What you will do >> Pull every line that holds the word "when" from the entries.

Stored items
____

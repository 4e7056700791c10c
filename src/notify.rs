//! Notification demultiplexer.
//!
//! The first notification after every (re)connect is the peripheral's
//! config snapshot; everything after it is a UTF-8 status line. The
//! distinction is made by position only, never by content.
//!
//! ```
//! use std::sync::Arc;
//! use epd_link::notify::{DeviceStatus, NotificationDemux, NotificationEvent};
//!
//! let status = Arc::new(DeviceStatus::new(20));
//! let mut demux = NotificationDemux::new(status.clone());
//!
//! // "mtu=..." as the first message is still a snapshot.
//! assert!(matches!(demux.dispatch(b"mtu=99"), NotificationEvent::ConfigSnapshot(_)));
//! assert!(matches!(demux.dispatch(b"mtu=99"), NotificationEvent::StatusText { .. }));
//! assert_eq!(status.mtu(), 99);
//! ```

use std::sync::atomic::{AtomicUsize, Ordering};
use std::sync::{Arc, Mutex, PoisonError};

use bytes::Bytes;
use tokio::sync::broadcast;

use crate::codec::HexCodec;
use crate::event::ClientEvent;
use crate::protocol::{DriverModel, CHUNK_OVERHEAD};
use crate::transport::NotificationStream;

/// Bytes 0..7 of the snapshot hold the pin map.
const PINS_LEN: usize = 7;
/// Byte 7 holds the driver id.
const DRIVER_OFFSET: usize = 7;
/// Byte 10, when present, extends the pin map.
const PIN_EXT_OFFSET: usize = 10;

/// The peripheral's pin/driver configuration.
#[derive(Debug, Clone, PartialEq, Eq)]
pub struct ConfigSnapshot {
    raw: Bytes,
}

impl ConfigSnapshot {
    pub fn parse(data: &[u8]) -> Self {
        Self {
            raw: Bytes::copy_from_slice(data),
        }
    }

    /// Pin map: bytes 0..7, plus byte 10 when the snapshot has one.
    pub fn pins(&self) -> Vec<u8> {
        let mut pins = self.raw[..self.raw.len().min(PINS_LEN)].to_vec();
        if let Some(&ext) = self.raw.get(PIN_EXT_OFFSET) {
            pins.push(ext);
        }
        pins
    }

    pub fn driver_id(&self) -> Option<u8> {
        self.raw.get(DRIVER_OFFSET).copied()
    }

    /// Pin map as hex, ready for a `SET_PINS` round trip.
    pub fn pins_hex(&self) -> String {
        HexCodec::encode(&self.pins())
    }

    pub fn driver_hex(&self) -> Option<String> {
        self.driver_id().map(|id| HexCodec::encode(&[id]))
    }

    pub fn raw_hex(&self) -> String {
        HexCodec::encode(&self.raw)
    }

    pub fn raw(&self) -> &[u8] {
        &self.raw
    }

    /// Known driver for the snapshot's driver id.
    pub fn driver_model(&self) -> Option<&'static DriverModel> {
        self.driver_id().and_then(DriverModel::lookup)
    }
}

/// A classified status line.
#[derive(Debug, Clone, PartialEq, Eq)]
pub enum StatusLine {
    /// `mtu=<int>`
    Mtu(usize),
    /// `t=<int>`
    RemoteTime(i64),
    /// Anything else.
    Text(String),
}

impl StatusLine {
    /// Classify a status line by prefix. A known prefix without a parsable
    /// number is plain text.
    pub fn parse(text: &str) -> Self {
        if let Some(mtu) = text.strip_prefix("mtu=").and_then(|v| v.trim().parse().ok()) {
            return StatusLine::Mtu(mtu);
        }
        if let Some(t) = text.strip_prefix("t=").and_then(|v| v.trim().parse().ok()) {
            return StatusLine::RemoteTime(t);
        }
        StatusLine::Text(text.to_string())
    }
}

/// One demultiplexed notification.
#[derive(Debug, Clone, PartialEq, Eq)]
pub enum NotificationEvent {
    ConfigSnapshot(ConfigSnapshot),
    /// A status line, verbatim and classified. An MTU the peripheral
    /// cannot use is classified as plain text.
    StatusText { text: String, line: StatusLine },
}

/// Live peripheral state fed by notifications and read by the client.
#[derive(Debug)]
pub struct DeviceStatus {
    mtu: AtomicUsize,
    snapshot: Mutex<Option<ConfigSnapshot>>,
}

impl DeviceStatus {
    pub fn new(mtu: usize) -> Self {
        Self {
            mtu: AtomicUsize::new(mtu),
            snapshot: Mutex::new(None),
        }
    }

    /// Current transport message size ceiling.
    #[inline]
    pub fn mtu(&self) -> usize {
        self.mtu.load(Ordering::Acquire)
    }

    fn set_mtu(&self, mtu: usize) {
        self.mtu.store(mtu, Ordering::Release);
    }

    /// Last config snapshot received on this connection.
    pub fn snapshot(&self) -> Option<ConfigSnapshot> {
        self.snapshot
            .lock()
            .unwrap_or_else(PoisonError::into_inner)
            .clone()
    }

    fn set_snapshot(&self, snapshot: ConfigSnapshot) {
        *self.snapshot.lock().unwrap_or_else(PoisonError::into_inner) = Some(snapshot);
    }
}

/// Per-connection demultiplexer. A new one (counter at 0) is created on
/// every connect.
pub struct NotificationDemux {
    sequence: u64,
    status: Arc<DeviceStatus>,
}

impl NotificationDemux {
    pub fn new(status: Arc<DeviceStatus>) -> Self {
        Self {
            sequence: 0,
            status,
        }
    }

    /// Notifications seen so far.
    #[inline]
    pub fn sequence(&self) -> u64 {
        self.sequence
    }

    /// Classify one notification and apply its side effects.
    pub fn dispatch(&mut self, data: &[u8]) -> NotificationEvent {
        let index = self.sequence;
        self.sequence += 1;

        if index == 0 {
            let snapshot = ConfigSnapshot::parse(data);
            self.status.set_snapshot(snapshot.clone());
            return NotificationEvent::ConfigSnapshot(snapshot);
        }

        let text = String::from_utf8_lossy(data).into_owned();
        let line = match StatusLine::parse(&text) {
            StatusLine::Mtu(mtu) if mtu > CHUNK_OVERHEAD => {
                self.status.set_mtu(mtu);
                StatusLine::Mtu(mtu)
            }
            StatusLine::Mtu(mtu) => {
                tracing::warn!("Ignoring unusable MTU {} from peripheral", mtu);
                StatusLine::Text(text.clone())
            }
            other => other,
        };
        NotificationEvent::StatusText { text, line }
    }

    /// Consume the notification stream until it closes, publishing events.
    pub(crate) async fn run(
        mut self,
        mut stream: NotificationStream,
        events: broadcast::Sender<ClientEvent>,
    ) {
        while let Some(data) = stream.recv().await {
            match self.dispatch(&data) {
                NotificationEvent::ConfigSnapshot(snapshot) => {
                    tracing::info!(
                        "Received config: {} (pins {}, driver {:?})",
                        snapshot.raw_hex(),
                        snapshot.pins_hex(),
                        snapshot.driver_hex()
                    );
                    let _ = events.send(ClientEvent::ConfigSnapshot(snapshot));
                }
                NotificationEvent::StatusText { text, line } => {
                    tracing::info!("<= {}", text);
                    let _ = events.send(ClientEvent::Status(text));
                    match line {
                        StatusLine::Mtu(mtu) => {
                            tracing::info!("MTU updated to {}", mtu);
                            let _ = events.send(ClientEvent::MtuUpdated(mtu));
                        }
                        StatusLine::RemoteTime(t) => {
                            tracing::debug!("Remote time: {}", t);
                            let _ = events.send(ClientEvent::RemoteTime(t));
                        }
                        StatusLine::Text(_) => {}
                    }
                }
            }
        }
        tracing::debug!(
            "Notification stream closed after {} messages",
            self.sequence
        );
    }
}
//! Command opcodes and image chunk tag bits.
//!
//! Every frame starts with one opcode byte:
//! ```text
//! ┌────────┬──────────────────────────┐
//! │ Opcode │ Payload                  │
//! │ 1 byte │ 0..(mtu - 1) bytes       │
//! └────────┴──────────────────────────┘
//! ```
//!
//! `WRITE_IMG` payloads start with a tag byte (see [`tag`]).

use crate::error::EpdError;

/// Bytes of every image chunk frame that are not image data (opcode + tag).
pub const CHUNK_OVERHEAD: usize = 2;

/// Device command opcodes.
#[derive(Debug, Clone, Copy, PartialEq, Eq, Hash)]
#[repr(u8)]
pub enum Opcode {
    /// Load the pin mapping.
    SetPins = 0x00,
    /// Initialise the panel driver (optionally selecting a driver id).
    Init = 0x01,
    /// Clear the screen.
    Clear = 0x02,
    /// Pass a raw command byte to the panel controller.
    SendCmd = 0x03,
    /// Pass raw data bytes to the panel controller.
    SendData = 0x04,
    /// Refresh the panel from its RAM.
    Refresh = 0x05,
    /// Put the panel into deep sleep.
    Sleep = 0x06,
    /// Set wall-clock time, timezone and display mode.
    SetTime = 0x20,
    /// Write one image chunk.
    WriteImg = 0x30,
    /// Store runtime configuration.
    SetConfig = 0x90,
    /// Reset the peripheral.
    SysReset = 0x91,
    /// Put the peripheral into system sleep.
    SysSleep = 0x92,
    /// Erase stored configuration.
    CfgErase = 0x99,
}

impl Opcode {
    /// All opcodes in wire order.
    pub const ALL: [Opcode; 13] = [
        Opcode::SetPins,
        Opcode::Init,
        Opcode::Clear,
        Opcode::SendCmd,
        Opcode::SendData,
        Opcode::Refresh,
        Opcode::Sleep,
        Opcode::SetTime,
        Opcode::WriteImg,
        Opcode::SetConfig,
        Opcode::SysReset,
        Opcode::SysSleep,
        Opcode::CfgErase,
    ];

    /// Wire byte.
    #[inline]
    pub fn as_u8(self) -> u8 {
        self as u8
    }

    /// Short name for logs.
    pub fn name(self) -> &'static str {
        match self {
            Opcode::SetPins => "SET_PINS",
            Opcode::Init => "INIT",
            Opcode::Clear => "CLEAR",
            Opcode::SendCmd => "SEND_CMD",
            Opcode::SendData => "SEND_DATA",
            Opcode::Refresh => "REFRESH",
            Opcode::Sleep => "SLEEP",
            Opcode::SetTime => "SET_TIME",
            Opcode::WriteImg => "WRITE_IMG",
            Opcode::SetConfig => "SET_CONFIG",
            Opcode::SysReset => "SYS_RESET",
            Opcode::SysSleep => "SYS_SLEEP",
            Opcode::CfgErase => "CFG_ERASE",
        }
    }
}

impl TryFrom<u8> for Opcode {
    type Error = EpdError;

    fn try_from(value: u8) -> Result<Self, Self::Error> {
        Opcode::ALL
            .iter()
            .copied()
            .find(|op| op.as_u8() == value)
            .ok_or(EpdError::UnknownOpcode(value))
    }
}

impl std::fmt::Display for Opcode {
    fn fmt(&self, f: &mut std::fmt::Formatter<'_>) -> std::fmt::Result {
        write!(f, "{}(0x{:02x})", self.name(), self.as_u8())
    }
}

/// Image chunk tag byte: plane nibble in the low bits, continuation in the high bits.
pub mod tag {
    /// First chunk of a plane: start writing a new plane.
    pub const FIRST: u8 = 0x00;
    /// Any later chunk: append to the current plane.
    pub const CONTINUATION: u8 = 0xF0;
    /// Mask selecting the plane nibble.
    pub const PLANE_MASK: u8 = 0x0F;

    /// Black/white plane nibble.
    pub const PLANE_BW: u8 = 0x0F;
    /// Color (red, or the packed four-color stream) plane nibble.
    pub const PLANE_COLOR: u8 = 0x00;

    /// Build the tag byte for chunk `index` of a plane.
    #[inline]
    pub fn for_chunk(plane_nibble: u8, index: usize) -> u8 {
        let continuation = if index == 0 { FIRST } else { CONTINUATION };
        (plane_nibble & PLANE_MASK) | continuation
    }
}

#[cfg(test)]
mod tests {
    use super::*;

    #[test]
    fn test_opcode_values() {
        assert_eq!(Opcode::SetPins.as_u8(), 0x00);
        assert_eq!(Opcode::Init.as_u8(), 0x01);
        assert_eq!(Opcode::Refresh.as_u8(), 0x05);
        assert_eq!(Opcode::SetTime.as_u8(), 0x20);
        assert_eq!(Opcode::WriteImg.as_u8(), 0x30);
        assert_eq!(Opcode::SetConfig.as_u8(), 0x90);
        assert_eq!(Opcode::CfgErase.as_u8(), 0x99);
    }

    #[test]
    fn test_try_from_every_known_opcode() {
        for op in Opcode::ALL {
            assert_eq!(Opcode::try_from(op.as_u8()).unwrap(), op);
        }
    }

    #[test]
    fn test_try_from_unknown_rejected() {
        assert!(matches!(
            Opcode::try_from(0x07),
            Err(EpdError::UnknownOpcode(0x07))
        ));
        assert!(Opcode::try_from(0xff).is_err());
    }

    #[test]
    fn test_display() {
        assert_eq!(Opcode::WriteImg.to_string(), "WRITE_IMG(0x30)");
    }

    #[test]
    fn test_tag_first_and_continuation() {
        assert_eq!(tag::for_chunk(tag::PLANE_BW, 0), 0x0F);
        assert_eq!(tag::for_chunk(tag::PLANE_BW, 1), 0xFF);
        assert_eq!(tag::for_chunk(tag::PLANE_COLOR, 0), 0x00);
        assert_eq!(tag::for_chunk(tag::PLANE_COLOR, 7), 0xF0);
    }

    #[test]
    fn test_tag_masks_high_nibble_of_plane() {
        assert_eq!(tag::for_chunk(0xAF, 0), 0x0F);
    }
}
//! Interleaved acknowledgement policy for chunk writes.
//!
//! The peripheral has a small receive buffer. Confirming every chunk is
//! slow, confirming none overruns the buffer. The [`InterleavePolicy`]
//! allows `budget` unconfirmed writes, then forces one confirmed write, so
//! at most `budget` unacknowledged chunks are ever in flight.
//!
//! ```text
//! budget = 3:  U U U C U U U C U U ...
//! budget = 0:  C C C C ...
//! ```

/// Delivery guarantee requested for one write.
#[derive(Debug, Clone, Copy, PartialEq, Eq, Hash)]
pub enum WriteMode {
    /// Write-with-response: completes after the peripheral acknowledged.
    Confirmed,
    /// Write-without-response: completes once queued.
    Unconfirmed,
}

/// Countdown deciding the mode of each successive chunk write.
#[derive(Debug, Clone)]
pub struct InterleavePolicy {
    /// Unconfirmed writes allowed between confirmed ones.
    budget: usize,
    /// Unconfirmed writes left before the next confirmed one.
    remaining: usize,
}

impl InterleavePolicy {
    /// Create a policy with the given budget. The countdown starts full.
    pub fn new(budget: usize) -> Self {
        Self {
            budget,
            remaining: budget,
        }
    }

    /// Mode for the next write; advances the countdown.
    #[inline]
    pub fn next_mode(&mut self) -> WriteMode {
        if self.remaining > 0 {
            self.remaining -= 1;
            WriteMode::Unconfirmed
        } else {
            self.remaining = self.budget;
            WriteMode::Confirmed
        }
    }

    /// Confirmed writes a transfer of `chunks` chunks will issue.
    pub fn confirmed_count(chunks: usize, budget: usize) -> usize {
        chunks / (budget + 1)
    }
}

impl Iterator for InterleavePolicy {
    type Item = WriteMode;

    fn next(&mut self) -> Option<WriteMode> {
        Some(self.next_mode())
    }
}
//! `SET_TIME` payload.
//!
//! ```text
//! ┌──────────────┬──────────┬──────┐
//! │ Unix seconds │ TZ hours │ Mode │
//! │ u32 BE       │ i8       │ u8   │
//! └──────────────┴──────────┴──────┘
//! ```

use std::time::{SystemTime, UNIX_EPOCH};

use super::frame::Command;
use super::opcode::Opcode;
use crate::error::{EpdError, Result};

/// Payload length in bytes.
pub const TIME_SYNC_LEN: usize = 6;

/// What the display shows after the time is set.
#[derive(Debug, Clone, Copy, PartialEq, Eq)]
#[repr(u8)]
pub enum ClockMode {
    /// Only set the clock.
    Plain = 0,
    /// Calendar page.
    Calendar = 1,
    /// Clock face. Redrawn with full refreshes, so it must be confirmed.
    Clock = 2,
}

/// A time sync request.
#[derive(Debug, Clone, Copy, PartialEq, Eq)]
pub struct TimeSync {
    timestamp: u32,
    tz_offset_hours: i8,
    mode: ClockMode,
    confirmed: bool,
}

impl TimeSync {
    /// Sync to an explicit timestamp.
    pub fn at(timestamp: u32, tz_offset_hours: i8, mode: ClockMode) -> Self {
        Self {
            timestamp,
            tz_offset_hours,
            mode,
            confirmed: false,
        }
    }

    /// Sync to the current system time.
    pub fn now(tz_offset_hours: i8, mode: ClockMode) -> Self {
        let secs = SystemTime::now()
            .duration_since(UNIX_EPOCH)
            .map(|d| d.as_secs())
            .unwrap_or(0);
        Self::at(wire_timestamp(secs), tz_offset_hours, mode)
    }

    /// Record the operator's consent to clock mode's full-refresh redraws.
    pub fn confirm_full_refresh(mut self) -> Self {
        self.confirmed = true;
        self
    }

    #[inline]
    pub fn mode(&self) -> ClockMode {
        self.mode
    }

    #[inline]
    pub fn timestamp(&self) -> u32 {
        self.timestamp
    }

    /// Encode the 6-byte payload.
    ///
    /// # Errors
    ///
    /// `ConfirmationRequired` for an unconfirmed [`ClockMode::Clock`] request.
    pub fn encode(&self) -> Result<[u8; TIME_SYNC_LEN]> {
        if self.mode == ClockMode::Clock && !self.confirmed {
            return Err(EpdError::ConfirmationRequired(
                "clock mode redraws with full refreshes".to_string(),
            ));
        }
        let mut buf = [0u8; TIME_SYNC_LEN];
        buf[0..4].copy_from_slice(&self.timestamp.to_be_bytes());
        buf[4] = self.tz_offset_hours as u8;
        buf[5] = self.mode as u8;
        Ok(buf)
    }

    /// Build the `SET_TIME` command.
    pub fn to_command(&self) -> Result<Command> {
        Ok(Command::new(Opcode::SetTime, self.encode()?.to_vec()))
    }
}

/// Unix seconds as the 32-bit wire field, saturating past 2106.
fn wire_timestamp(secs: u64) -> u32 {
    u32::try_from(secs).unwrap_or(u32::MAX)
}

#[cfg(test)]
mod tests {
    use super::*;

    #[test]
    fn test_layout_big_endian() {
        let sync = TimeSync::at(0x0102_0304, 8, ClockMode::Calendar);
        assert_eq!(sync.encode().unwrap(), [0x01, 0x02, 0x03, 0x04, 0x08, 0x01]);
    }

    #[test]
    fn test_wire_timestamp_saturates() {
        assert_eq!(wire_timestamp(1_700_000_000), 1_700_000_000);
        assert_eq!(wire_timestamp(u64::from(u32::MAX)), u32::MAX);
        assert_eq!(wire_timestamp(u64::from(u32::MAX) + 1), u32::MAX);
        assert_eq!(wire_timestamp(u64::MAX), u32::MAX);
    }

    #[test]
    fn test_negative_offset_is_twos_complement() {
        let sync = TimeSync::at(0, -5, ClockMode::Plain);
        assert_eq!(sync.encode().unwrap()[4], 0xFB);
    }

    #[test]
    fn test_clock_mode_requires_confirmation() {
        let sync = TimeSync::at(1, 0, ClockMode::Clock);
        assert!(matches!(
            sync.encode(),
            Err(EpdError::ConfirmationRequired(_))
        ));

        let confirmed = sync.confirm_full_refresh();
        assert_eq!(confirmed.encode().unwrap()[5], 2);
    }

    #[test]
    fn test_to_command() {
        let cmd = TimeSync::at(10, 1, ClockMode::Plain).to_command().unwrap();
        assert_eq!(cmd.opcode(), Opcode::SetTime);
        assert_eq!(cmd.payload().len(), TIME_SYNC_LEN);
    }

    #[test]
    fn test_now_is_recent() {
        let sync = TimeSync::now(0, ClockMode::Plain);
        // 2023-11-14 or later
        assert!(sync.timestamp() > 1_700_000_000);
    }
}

____

Exercise answer >>
/// Byte 10, when present, extends the pin map.
    /// Pin map: bytes 0..7, plus byte 10 when the snapshot has one.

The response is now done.